Coronary Flow Reserve increase after Dapagliflozin Treatment in patients with type 2 diabetes is maintained after 4 years: a 4-Year DAPAHEART Follow-up Study

Background Cardiovascular (CV) outcome trials have shown that sodium-glucose cotransporter-2 inhibitors (SGLT2i) reduce CV mortality in type 2 diabetes (T2DM). We previously found that 4 weeks of SGLT2i treatment increased coronary flow reserve (CFR) by 30% and reduced epicardial adipose tissue (EAT) thickness by 19% in T2DM patients with stable coronary artery disease (CAD). However, long-term effects remain unclear. This study aimed to assess the long-term impact of dapagliflozin on CFR and EAT thickness in T2DM patients.
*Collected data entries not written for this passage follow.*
// Copyright (c) 2025 SOLARE S.R.O.
//
// This file is part of Greenely Sensors.
//
// Licensed under the Creative Commons Attribution-NonCommercial-NoDerivatives 4.0 International
// (CC BY-NC-ND 4.0). You may use and share this file for non-commercial purposes only and you may not
// create derivatives. See <https://creativecommons.org/licenses/by-nc-nd/4.0/>.
//
// This software is provided "AS IS", without warranty of any kind.
//
// For commercial licensing, please contact: info@solare.cz

use thiserror::Error;

/// Sensor update error types
///
/// None of these ever reach the host: `SensorEntity::update` logs them and the
/// sensor keeps reporting its last snapshot.
#[derive(Error, Debug)]
pub enum SensorError {
    #[error("Authentication failed: Greenely session could not be validated")]
    AuthenticationFailure,

    #[error("Failed to fetch {what}: {source:#}")]
    FetchFailure {
        what: &'static str,
        #[source]
        source: anyhow::Error,
    },

    #[error("Malformed record '{localtime}': {reason}")]
    MappingFailure { localtime: String, reason: String },
}

impl SensorError {
    pub fn fetch(what: &'static str, source: anyhow::Error) -> Self {
        Self::FetchFailure { what, source }
    }
}

pub type SensorResult<T> = Result<T, SensorError>;
// Copyright (c) 2025 SOLARE S.R.O.
//
// This file is part of Greenely Sensors.
//
// Licensed under the Creative Commons Attribution-NonCommercial-NoDerivatives 4.0 International
// (CC BY-NC-ND 4.0). You may use and share this file for non-commercial purposes only and you may not
// create derivatives. See <https://creativecommons.org/licenses/by-nc-nd/4.0/>.
//
// This software is provided "AS IS", without warranty of any kind.
//
// For commercial licensing, please contact: info@solare.cz

//! Greenely sensors: poll an energy-provider account through a
//! [`GreenelyDataSource`] and expose usage, production, sold energy and spot
//! prices as read-only sensor entities.

pub mod errors;
pub mod mapper;
pub mod platform;
pub mod sensors;
pub mod traits;

// Re-export common types for convenience
pub use errors::{SensorError, SensorResult};
pub use platform::GreenelyPlatform;
pub use sensors::{
    DailyProductionSensor, DailyUsageSensor, HourlyUsageSensor, PricesSensor, SensorEntity,
    SoldSensor,
};
pub use traits::{Clock, FixedClock, GreenelyDataSource, SystemClock};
Methods Patients with T2DM and stable CAD were enrolled in the DAPAHEART trial, a single-center, 4-week, randomized (1:1 dapagliflozin 10 mg vs placebo), double-blind, controlled study. At the end of the trial, placebo group patients also transitioned to dapagliflozin. CFR and EAT thickness were measured at baseline, after 4 weeks, and after 4 years using 13N-ammonia PET/CT. Results CFR increased 34.4% after 4 years (from 2.15±0.19 at baseline to 2.85±0.26, p=0.001) with 29.18% reduction in EAT thickness (p=0.03). BMI decreased in all patients (p=0.001), but changes in BMI and EAT thickness were not significantly correlated (R² = 0.0662; p = 0.5038), suggesting a weight-independent effect of dapagliflozin on EAT. Conclusions The 30% CFR improvement seen after 4 weeks of dapagliflozin persisted at 4 years, together with a significant reduction in EAT thickness, possibly explaining CFR improvement. Similar results in the placebo group after treatment, strongly support a causal relationship and underscore the long-term CV benefits of dapagliflozin and its role in reducing CV risk in T2DM patients.